Look through the data below for the line with "pub async fn names(&self)" and the line with "tokio::time::sleep(config.poll_interval).await;", then output those two and all lines in between, exactly as written.

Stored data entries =
####################
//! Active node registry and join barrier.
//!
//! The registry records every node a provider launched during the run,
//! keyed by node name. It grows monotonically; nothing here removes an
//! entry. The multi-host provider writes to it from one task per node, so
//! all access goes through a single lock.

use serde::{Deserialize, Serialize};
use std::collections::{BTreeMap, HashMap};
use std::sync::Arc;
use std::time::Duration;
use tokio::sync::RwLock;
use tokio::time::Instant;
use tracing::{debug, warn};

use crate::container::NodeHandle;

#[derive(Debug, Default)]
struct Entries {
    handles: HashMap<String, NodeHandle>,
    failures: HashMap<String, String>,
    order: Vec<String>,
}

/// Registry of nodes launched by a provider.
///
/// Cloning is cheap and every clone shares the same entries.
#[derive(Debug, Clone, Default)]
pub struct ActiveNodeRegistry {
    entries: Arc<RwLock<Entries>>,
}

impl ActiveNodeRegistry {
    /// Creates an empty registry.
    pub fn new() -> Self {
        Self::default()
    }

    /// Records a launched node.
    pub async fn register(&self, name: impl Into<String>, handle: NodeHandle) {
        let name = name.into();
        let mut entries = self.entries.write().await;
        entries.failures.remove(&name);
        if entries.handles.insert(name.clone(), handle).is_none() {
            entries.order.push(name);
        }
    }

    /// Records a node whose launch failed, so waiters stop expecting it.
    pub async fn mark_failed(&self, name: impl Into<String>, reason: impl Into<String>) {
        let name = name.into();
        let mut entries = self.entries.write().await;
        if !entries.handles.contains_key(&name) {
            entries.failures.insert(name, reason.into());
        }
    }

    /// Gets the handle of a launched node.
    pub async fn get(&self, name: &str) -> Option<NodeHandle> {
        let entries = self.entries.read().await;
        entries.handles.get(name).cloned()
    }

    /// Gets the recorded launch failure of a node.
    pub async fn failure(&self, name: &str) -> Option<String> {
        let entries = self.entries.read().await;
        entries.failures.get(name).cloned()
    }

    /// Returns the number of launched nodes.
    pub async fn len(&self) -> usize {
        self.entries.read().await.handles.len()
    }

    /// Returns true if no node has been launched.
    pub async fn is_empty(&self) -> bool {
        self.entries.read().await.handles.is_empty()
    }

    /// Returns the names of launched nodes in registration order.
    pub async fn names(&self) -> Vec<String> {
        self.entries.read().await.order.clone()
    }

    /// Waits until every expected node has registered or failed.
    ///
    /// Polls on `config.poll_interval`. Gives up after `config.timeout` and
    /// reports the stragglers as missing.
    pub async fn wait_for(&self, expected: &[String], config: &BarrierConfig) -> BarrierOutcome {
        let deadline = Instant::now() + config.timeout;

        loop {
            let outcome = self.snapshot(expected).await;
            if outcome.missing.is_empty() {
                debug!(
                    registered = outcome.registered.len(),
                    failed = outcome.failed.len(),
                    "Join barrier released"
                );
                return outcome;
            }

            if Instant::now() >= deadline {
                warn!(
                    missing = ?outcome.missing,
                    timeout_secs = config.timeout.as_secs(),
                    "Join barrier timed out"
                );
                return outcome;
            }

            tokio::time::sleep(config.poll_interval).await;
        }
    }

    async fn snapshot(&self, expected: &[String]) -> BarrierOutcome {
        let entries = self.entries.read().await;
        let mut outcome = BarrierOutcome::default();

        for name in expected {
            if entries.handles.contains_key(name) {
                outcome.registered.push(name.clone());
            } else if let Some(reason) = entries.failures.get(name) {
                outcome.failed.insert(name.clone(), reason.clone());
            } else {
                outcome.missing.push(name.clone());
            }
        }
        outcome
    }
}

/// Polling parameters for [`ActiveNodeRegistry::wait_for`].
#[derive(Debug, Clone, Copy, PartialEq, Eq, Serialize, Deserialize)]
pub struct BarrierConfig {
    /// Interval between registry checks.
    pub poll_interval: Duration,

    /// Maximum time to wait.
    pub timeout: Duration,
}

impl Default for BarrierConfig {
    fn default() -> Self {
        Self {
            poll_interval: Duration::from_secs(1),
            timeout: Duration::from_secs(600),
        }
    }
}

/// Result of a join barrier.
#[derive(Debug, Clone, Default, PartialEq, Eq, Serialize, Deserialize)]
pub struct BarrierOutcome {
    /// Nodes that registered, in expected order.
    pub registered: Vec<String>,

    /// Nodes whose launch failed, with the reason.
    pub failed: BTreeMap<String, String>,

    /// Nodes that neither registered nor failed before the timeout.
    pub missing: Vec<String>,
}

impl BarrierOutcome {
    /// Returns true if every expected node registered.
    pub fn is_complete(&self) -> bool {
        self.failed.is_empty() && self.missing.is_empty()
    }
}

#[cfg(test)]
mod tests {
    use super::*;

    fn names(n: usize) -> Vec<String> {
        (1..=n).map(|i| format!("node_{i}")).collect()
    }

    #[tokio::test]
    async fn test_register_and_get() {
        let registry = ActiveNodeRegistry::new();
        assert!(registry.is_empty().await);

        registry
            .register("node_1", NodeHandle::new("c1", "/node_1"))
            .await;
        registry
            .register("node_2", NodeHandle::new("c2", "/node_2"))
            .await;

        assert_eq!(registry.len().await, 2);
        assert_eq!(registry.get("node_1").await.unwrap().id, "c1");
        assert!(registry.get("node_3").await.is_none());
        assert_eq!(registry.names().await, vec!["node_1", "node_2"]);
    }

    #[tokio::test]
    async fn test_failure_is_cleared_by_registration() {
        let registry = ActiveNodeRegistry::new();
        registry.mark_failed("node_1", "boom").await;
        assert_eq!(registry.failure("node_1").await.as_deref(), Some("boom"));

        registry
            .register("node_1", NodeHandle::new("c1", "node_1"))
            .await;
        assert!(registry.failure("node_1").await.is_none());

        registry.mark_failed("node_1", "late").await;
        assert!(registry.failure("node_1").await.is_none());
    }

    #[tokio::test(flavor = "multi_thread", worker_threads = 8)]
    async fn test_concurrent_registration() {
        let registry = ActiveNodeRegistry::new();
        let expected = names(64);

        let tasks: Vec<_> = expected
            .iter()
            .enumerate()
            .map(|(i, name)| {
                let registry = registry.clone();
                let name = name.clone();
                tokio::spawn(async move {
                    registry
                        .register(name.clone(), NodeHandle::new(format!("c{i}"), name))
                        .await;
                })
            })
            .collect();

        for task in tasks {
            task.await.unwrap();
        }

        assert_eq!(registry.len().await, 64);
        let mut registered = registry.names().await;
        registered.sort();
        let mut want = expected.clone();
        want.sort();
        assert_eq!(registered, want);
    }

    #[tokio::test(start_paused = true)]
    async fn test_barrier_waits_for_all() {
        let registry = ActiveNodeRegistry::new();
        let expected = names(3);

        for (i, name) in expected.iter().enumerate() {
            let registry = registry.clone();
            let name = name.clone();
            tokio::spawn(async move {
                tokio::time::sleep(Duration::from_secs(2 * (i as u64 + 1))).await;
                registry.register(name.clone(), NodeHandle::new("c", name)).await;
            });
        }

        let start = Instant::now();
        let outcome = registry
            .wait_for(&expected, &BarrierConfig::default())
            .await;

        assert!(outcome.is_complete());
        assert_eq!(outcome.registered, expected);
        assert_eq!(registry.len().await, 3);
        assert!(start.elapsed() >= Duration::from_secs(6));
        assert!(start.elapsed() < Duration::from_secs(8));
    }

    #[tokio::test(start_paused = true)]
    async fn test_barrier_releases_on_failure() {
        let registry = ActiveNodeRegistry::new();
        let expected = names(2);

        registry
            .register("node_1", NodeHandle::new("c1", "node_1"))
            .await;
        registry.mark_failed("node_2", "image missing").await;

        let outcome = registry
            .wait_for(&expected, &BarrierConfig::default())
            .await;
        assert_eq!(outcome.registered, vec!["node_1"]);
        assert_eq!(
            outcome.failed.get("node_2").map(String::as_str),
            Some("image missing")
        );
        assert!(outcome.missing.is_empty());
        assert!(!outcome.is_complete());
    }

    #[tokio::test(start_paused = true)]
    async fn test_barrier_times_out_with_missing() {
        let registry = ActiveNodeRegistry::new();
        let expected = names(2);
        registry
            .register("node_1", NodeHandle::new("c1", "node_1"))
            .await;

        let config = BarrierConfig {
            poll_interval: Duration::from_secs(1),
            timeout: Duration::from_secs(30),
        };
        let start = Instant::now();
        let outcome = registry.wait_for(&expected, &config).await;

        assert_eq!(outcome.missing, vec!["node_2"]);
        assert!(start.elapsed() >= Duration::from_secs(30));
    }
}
####################
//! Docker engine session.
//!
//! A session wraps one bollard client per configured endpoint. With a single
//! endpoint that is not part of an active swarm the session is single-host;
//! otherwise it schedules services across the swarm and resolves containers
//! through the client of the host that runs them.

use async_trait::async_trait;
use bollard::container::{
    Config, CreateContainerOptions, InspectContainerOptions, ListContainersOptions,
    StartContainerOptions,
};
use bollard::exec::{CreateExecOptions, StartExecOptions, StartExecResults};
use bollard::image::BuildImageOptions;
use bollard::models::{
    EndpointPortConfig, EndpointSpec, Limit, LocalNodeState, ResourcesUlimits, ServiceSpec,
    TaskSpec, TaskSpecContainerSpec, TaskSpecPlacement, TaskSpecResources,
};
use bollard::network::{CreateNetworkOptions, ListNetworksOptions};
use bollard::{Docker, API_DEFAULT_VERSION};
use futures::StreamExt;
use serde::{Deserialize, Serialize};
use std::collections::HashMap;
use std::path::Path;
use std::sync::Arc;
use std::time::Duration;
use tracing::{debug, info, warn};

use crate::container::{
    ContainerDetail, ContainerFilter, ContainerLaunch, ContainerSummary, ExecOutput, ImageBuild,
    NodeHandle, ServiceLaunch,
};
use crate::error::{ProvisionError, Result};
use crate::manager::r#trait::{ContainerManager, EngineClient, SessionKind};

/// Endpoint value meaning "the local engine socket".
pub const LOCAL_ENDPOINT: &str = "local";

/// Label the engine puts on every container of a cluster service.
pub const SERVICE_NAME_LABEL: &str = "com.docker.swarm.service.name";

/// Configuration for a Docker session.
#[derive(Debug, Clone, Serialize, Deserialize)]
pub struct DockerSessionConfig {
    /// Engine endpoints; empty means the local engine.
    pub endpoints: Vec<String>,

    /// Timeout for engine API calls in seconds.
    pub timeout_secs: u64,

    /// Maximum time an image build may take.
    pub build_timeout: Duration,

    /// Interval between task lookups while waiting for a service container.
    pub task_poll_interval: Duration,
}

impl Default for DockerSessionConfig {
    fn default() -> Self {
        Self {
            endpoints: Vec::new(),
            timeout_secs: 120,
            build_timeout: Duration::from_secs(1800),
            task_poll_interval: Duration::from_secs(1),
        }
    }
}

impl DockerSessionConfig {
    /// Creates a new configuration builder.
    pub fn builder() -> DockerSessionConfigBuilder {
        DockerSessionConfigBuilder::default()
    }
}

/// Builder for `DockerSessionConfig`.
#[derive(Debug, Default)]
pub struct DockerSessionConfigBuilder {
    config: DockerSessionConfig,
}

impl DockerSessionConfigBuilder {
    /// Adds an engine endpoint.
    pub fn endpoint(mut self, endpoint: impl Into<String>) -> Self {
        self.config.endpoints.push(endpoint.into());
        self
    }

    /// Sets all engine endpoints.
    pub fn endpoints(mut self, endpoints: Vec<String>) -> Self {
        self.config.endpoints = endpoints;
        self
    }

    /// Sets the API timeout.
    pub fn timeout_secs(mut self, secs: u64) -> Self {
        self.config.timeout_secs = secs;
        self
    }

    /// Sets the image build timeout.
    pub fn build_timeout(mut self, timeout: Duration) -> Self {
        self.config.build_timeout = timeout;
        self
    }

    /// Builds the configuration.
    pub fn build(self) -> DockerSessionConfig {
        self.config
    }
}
####################
Answer section =
    pub async fn names(&self) -> Vec<String> {
        self.entries.read().await.order.clone()
    }

    /// Waits until every expected node has registered or failed.
    ///
    /// Polls on `config.poll_interval`. Gives up after `config.timeout` and
    /// reports the stragglers as missing.
    pub async fn wait_for(&self, expected: &[String], config: &BarrierConfig) -> BarrierOutcome {
        let deadline = Instant::now() + config.timeout;

        loop {
            let outcome = self.snapshot(expected).await;
            if outcome.missing.is_empty() {
                debug!(
                    registered = outcome.registered.len(),
                    failed = outcome.failed.len(),
                    "Join barrier released"
                );
                return outcome;
            }

            if Instant::now() >= deadline {
                warn!(
                    missing = ?outcome.missing,
                    timeout_secs = config.timeout.as_secs(),
                    "Join barrier timed out"
                );
                return outcome;
            }

            tokio::time::sleep(config.poll_interval).await;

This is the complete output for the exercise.